(EXTRACTED ENTRIES begins)

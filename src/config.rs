use std::{env, net::{SocketAddr, ToSocketAddrs as _}, path::PathBuf};

use sea_orm::ConnectOptions;
use tracing::info;

pub struct Config {
    pub host_address: SocketAddr,

    pub database_opt: ConnectOptions,

    pub jwt_key: String,

    pub trace_log: PathBuf,
}

pub fn load() -> Config {
    Config {
        host_address: load_host_address(),
        database_opt: load_database_opt().into(),
        jwt_key: load_jwt_key(),
        trace_log: load_trace_log(),
    }
}

fn load_host_address() -> SocketAddr {
    info!("Loading environment `HOST_ADDRESS`");

    let var = env::var("HOST_ADDRESS").unwrap_or_else(|_| "127.0.0.1:0".to_string());

    var.to_socket_addrs()
        .expect("`HOST_ADDRESS` is not in a valid format").nth(0)
        .expect("unable to resolve host from `HOST_ADDRESS`")
}

fn load_database_opt() -> impl Into<ConnectOptions> {
    info!("Loading environment `DATABASE_URL`");

    let var = env::var("DATABASE_URL").expect("Environment `DATABASE_URL` is required to be set");

    var
}

fn load_jwt_key() -> String {
    info!("Loading environment `JWT_SECRET`");

    let var = env::var("JWT_SECRET").expect("Environment `JWT_SECRET` is required to be set");

    var
}

fn load_trace_log() -> PathBuf {
    info!("Loading environment `TRACE_LOG`");

    env::var("TRACE_LOG")
        .unwrap_or_else(|_| "trace.log".to_string())
        .into()
}
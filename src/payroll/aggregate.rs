use chrono::Local;
use rust_decimal::Decimal;
use sea_orm::{ActiveValue::{Set, Unchanged}, ColumnTrait, ConnectionTrait, EntityTrait, QueryFilter};
use serde::Serialize;
use tracing::{debug, instrument};

use crate::{entity::{bonus, deduction, payroll_item, prelude::*}, error::PayrollError};

#[derive(Debug, Clone, Copy, PartialEq, Eq, Serialize)]
pub struct ItemTotals {
    pub total_deductions: Decimal,
    pub total_bonuses: Decimal,
    pub net_salary: Decimal,
}

impl ItemTotals {
    /// `net = gross - deductions + bonuses`, summed from scratch every time
    pub fn compute(
        gross_salary: Decimal,
        deductions: impl IntoIterator<Item = Decimal>,
        bonuses: impl IntoIterator<Item = Decimal>,
    ) -> Self {
        let total_deductions = deductions.into_iter().sum::<Decimal>();
        let total_bonuses = bonuses.into_iter().sum::<Decimal>();

        Self {
            total_deductions,
            total_bonuses,
            net_salary: gross_salary - total_deductions + total_bonuses,
        }
    }
}

pub struct PayrollItemAggregator;

impl PayrollItemAggregator {
    /// Recomputes the item's totals from its current deduction and bonus rows
    #[instrument(skip_all, fields(item_id = %item.id))]
    pub async fn finalize<C: ConnectionTrait>(db: &C, item: &payroll_item::Model) -> Result<payroll_item::Model, PayrollError> {
        let deductions = Deduction::find()
            .filter(deduction::Column::PayrollItemId.eq(item.id))
            .all(db).await?;

        let bonuses = Bonus::find()
            .filter(bonus::Column::PayrollItemId.eq(item.id))
            .all(db).await?;

        let totals = ItemTotals::compute(
            item.gross_salary,
            deductions.iter().map(|line| line.amount),
            bonuses.iter().map(|line| line.amount),
        );

        debug!(?totals, "Finalizing payroll item");

        let item = PayrollItem::update(payroll_item::ActiveModel {
            id: Unchanged(item.id),
            total_deductions: Set(totals.total_deductions),
            total_bonuses: Set(totals.total_bonuses),
            net_salary: Set(totals.net_salary),
            updated_at: Set(Local::now().fixed_offset()),
            ..Default::default()
        }).exec(db).await?;

        Ok(item)
    }
}
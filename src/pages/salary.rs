use actix_web::{get, post, web, HttpResponse, Responder};
use chrono::{Local, NaiveDate};
use sea_orm::DatabaseConnection;
use serde::Deserialize;
use uuid::Uuid;

use crate::{auth::Admin, error::PayrollError, payroll::{NewSalaryStructure, SalaryResolver, SalaryStructureWriter}};

pub(super) fn config(cfg: &mut web::ServiceConfig) {
    cfg
        .service(assign_salary)
        .service(resolve_salary);
}

#[derive(Debug, Deserialize)]
struct AsOf {
    as_of: Option<NaiveDate>,
}

#[post("/{employee_id}")]
async fn assign_salary(db: web::Data<DatabaseConnection>, admin: Admin, employee_id: web::Path<Uuid>, payload: web::Json<NewSalaryStructure>) -> Result<impl Responder, PayrollError> {
    let structure = SalaryStructureWriter::assign(db.as_ref(), employee_id.into_inner(), payload.into_inner(), admin.actor()).await?;

    Ok(HttpResponse::Created().json(structure))
}

#[get("/{employee_id}")]
async fn resolve_salary(db: web::Data<DatabaseConnection>, _admin: Admin, employee_id: web::Path<Uuid>, query: web::Query<AsOf>) -> Result<impl Responder, PayrollError> {
    let employee_id = employee_id.into_inner();
    let as_of = query.as_of.unwrap_or_else(|| Local::now().date_naive());

    let Some(structure) = SalaryResolver::resolve(db.as_ref(), employee_id, as_of).await? else {
        return Err(PayrollError::NoApplicableSalary { employee_id, as_of });
    };

    Ok(web::Json(structure))
}
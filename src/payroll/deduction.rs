use chrono::{DateTime, FixedOffset};
use rust_decimal::Decimal;
use sea_orm::ActiveValue::Set;
use uuid::Uuid;

use crate::{consts::{HEALTH_INSURANCE_RATE, PENSION_RATE, TAX_RATE}, entity::{deduction, payroll_item, sea_orm_active_enums::DeductionKind}, utils::round_money};

#[derive(Debug, Clone, PartialEq, Eq)]
pub struct DeductionLine {
    pub kind: DeductionKind,
    pub amount: Decimal,
    pub description: String,
}

impl DeductionLine {
    pub fn into_active_model(self, payroll_item_id: Uuid, now: DateTime<FixedOffset>) -> deduction::ActiveModel {
        deduction::ActiveModel {
            created_at: Set(now),
            updated_at: Set(now),
            payroll_item_id: Set(payroll_item_id),
            kind: Set(self.kind),
            amount: Set(self.amount),
            description: Set(self.description),
            ..Default::default()
        }
    }
}

pub struct StandardDeductionGenerator;

impl StandardDeductionGenerator {
    /// Tax on gross pay, pension and health insurance on basic pay
    pub fn generate(item: &payroll_item::Model) -> [DeductionLine; 3] {
        [
            DeductionLine {
                kind: DeductionKind::Tax,
                amount: round_money(item.gross_salary * TAX_RATE),
                description: "Income tax".to_string(),
            },
            DeductionLine {
                kind: DeductionKind::Pension,
                amount: round_money(item.basic_salary * PENSION_RATE),
                description: "Pension contribution".to_string(),
            },
            DeductionLine {
                kind: DeductionKind::HealthInsurance,
                amount: round_money(item.basic_salary * HEALTH_INSURANCE_RATE),
                description: "Health insurance".to_string(),
            },
        ]
    }
}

(EXTRACTED ENTRIES ends)

EXERCISE DIRECTIONS: Copy the data word for word.

TASK ANSWER:
filename src/config.rs
use std::{env, net::{SocketAddr, ToSocketAddrs as _}, path::PathBuf};

use sea_orm::ConnectOptions;
use tracing::info;

pub struct Config {
    pub host_address: SocketAddr,

    pub database_opt: ConnectOptions,

    pub jwt_key: String,

    pub trace_log: PathBuf,
}

pub fn load() -> Config {
    Config {
        host_address: load_host_address(),
        database_opt: load_database_opt().into(),
        jwt_key: load_jwt_key(),
        trace_log: load_trace_log(),
    }
}

fn load_host_address() -> SocketAddr {
    info!("Loading environment `HOST_ADDRESS`");

    let var = env::var("HOST_ADDRESS").unwrap_or_else(|_| "127.0.0.1:0".to_string());

    var.to_socket_addrs()
        .expect("`HOST_ADDRESS` is not in a valid format").nth(0)
        .expect("unable to resolve host from `HOST_ADDRESS`")
}

fn load_database_opt() -> impl Into<ConnectOptions> {
    info!("Loading environment `DATABASE_URL`");

    let var = env::var("DATABASE_URL").expect("Environment `DATABASE_URL` is required to be set");

    var
}

fn load_jwt_key() -> String {
    info!("Loading environment `JWT_SECRET`");

    let var = env::var("JWT_SECRET").expect("Environment `JWT_SECRET` is required to be set");

    var
}

fn load_trace_log() -> PathBuf {
    info!("Loading environment `TRACE_LOG`");

    env::var("TRACE_LOG")
        .unwrap_or_else(|_| "trace.log".to_string())
        .into()
}
filename src/payroll/aggregate.rs
use chrono::Local;
use rust_decimal::Decimal;
use sea_orm::{ActiveValue::{Set, Unchanged}, ColumnTrait, ConnectionTrait, EntityTrait, QueryFilter};
use serde::Serialize;
use tracing::{debug, instrument};

use crate::{entity::{bonus, deduction, payroll_item, prelude::*}, error::PayrollError};

#[derive(Debug, Clone, Copy, PartialEq, Eq, Serialize)]
pub struct ItemTotals {
    pub total_deductions: Decimal,
    pub total_bonuses: Decimal,
    pub net_salary: Decimal,
}

impl ItemTotals {
    /// `net = gross - deductions + bonuses`, summed from scratch every time
    pub fn compute(
        gross_salary: Decimal,
        deductions: impl IntoIterator<Item = Decimal>,
        bonuses: impl IntoIterator<Item = Decimal>,
    ) -> Self {
        let total_deductions = deductions.into_iter().sum::<Decimal>();
        let total_bonuses = bonuses.into_iter().sum::<Decimal>();

        Self {
            total_deductions,
            total_bonuses,
            net_salary: gross_salary - total_deductions + total_bonuses,
        }
    }
}

pub struct PayrollItemAggregator;

impl PayrollItemAggregator {
    /// Recomputes the item's totals from its current deduction and bonus rows
    #[instrument(skip_all, fields(item_id = %item.id))]
    pub async fn finalize<C: ConnectionTrait>(db: &C, item: &payroll_item::Model) -> Result<payroll_item::Model, PayrollError> {
        let deductions = Deduction::find()
            .filter(deduction::Column::PayrollItemId.eq(item.id))
            .all(db).await?;

        let bonuses = Bonus::find()
            .filter(bonus::Column::PayrollItemId.eq(item.id))
            .all(db).await?;

        let totals = ItemTotals::compute(
            item.gross_salary,
            deductions.iter().map(|line| line.amount),
            bonuses.iter().map(|line| line.amount),
        );

        debug!(?totals, "Finalizing payroll item");

        let item = PayrollItem::update(payroll_item::ActiveModel {
            id: Unchanged(item.id),
            total_deductions: Set(totals.total_deductions),
            total_bonuses: Set(totals.total_bonuses),
            net_salary: Set(totals.net_salary),
            updated_at: Set(Local::now().fixed_offset()),
            ..Default::default()
        }).exec(db).await?;

        Ok(item)
    }
}
filename src/pages/salary.rs
use actix_web::{get, post, web, HttpResponse, Responder};
use chrono::{Local, NaiveDate};
use sea_orm::DatabaseConnection;
use serde::Deserialize;
use uuid::Uuid;

use crate::{auth::Admin, error::PayrollError, payroll::{NewSalaryStructure, SalaryResolver, SalaryStructureWriter}};

pub(super) fn config(cfg: &mut web::ServiceConfig) {
    cfg
        .service(assign_salary)
        .service(resolve_salary);
}

#[derive(Debug, Deserialize)]
struct AsOf {
    as_of: Option<NaiveDate>,
}

#[post("/{employee_id}")]
async fn assign_salary(db: web::Data<DatabaseConnection>, admin: Admin, employee_id: web::Path<Uuid>, payload: web::Json<NewSalaryStructure>) -> Result<impl Responder, PayrollError> {
    let structure = SalaryStructureWriter::assign(db.as_ref(), employee_id.into_inner(), payload.into_inner(), admin.actor()).await?;

    Ok(HttpResponse::Created().json(structure))
}

#[get("/{employee_id}")]
async fn resolve_salary(db: web::Data<DatabaseConnection>, _admin: Admin, employee_id: web::Path<Uuid>, query: web::Query<AsOf>) -> Result<impl Responder, PayrollError> {
    let employee_id = employee_id.into_inner();
    let as_of = query.as_of.unwrap_or_else(|| Local::now().date_naive());

    let Some(structure) = SalaryResolver::resolve(db.as_ref(), employee_id, as_of).await? else {
        return Err(PayrollError::NoApplicableSalary { employee_id, as_of });
    };

    Ok(web::Json(structure))
}
filename src/payroll/deduction.rs
use chrono::{DateTime, FixedOffset};
use rust_decimal::Decimal;
use sea_orm::ActiveValue::Set;
use uuid::Uuid;

use crate::{consts::{HEALTH_INSURANCE_RATE, PENSION_RATE, TAX_RATE}, entity::{deduction, payroll_item, sea_orm_active_enums::DeductionKind}, utils::round_money};

#[derive(Debug, Clone, PartialEq, Eq)]
pub struct DeductionLine {
    pub kind: DeductionKind,
    pub amount: Decimal,
    pub description: String,
}

impl DeductionLine {
    pub fn into_active_model(self, payroll_item_id: Uuid, now: DateTime<FixedOffset>) -> deduction::ActiveModel {
        deduction::ActiveModel {
            created_at: Set(now),
            updated_at: Set(now),
            payroll_item_id: Set(payroll_item_id),
            kind: Set(self.kind),
            amount: Set(self.amount),
            description: Set(self.description),
            ..Default::default()
        }
    }
}

pub struct StandardDeductionGenerator;

impl StandardDeductionGenerator {
    /// Tax on gross pay, pension and health insurance on basic pay
    pub fn generate(item: &payroll_item::Model) -> [DeductionLine; 3] {
        [
            DeductionLine {
                kind: DeductionKind::Tax,
                amount: round_money(item.gross_salary * TAX_RATE),
                description: "Income tax".to_string(),
            },
            DeductionLine {
                kind: DeductionKind::Pension,
                amount: round_money(item.basic_salary * PENSION_RATE),
                description: "Pension contribution".to_string(),
            },
            DeductionLine {
                kind: DeductionKind::HealthInsurance,
                amount: round_money(item.basic_salary * HEALTH_INSURANCE_RATE),
                description: "Health insurance".to_string(),
            },
        ]
    }
}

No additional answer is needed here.